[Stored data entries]
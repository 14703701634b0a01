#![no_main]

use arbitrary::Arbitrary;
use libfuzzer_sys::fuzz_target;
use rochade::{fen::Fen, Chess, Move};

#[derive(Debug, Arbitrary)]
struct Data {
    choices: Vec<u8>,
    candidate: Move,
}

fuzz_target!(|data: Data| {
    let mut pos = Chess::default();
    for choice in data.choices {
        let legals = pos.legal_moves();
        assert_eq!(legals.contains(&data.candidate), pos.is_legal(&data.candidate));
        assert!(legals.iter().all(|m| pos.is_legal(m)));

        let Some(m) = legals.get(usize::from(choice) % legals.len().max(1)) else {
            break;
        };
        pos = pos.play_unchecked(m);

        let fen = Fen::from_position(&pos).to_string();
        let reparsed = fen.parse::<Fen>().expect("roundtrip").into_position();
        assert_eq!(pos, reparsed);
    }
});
--
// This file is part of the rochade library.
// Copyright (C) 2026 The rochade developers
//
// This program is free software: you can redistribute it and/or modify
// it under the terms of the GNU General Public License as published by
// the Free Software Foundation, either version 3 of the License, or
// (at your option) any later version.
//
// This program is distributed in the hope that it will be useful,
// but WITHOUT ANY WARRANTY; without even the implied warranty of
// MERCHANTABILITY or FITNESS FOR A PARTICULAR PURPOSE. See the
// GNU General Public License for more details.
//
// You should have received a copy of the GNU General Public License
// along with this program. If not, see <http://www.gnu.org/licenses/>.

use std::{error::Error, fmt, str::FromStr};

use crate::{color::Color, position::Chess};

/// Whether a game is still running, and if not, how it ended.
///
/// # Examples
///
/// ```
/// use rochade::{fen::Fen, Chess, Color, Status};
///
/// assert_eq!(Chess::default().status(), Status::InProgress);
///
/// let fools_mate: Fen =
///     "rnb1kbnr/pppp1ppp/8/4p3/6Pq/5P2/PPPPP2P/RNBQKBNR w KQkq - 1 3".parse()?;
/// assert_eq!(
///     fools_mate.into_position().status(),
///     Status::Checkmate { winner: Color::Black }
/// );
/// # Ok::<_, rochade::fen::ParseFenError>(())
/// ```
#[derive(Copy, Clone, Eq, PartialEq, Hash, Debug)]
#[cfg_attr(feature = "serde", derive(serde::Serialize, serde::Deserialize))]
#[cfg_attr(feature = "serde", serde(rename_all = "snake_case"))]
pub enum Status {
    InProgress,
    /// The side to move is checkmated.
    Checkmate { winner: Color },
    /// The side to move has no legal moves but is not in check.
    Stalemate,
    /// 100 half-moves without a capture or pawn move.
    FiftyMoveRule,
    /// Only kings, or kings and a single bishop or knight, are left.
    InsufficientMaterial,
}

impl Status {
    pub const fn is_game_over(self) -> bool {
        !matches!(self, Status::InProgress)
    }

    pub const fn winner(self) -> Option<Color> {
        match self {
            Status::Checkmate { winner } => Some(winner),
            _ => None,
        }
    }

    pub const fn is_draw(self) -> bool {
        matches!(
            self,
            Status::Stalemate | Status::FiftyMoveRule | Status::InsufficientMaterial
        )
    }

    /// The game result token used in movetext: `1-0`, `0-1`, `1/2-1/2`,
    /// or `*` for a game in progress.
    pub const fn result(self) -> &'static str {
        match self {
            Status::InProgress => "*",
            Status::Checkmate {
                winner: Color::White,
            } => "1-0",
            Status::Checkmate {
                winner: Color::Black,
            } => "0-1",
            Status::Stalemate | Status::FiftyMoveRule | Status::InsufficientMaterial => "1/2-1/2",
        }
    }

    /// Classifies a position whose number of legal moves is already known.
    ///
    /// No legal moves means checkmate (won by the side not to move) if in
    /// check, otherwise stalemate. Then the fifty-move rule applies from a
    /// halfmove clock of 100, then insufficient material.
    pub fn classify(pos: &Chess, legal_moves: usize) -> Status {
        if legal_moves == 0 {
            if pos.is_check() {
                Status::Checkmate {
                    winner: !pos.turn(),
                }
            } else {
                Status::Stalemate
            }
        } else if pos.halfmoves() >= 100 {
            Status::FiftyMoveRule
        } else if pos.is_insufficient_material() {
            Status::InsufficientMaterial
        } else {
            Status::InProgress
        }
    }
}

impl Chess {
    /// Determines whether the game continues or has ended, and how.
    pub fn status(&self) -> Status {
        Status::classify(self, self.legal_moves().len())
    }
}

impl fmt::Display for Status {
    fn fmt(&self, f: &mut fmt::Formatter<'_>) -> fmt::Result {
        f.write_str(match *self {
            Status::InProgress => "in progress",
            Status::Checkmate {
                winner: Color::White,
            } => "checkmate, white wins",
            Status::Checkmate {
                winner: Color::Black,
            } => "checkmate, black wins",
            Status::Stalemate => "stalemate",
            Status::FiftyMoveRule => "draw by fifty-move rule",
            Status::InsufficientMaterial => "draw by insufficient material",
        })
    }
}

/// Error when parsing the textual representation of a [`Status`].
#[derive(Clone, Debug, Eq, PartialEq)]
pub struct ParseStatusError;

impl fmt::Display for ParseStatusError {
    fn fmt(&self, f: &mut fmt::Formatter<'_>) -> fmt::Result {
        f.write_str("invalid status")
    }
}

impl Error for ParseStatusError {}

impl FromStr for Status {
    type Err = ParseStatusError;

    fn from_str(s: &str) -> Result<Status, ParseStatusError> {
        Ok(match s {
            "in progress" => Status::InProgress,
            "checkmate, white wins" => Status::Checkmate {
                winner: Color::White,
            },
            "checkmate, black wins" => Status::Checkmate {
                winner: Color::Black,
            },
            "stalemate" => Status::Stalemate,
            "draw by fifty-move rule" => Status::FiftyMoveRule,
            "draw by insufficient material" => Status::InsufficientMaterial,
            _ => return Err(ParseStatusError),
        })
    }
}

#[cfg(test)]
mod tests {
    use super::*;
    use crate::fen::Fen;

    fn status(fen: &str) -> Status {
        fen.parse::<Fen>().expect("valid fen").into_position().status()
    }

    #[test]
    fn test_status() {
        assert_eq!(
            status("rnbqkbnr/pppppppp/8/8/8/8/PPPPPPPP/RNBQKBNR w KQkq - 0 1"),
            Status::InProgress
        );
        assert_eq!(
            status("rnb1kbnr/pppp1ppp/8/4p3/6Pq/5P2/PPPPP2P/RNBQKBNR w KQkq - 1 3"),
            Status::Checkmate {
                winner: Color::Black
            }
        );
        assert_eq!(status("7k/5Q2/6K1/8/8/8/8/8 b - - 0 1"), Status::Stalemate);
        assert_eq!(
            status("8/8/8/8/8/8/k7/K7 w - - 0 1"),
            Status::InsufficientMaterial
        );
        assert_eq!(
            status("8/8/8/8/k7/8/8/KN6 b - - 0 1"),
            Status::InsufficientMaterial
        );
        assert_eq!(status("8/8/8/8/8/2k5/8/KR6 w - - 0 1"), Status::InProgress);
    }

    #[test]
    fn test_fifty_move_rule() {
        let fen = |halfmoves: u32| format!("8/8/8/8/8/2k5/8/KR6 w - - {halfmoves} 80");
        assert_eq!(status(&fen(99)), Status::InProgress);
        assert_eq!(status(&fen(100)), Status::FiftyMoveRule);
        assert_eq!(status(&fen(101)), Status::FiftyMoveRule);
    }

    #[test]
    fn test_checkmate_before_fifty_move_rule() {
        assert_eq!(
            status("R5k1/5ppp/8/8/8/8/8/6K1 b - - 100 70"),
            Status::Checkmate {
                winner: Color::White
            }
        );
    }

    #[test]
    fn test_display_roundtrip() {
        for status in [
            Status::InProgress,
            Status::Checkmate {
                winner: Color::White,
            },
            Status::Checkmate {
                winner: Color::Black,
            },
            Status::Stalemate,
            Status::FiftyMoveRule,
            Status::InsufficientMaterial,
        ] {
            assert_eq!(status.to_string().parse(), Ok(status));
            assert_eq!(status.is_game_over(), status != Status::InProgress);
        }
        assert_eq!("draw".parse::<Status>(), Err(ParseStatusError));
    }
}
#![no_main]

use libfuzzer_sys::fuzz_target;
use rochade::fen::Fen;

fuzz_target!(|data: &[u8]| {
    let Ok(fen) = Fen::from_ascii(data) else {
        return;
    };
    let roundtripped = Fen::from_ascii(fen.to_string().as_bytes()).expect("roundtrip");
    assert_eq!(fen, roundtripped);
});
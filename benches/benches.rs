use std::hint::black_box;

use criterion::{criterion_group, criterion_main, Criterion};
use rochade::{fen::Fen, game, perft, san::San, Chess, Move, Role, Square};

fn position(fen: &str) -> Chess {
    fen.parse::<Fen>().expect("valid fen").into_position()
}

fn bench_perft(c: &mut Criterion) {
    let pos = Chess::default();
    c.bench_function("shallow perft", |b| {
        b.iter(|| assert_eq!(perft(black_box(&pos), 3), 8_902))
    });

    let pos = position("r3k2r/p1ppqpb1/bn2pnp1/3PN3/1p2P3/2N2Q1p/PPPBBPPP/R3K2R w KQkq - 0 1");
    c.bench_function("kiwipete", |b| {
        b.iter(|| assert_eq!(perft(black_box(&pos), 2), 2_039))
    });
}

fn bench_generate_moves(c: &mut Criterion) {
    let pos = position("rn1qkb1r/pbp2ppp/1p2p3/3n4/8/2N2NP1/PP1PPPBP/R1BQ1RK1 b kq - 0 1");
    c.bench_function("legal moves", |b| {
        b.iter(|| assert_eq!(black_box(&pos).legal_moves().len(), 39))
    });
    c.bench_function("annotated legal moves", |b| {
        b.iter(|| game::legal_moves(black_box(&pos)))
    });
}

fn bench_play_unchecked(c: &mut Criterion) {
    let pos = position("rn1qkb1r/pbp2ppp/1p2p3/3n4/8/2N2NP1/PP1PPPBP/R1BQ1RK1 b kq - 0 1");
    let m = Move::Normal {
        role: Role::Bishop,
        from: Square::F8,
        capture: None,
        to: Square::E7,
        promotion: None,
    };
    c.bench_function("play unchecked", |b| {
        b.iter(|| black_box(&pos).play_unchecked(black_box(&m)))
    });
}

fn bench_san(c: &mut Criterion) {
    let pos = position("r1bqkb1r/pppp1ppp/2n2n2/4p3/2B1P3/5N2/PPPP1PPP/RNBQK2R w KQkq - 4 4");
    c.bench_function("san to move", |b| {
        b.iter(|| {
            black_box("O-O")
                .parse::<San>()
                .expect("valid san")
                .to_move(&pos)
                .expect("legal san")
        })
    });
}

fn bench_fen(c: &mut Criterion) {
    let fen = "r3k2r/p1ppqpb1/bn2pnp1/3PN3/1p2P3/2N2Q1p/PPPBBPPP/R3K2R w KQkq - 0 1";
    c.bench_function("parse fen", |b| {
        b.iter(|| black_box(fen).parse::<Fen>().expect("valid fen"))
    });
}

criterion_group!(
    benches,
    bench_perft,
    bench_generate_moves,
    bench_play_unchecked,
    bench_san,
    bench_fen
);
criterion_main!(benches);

■ **WHAT THE EXERCISE ASKS**: Your task is to find every line above containing the word "version" and copy it.

■ **ANSWER TO THIS EXERCISE**:
// the Free Software Foundation, either version 3 of the License, or
// (at your option) any later version.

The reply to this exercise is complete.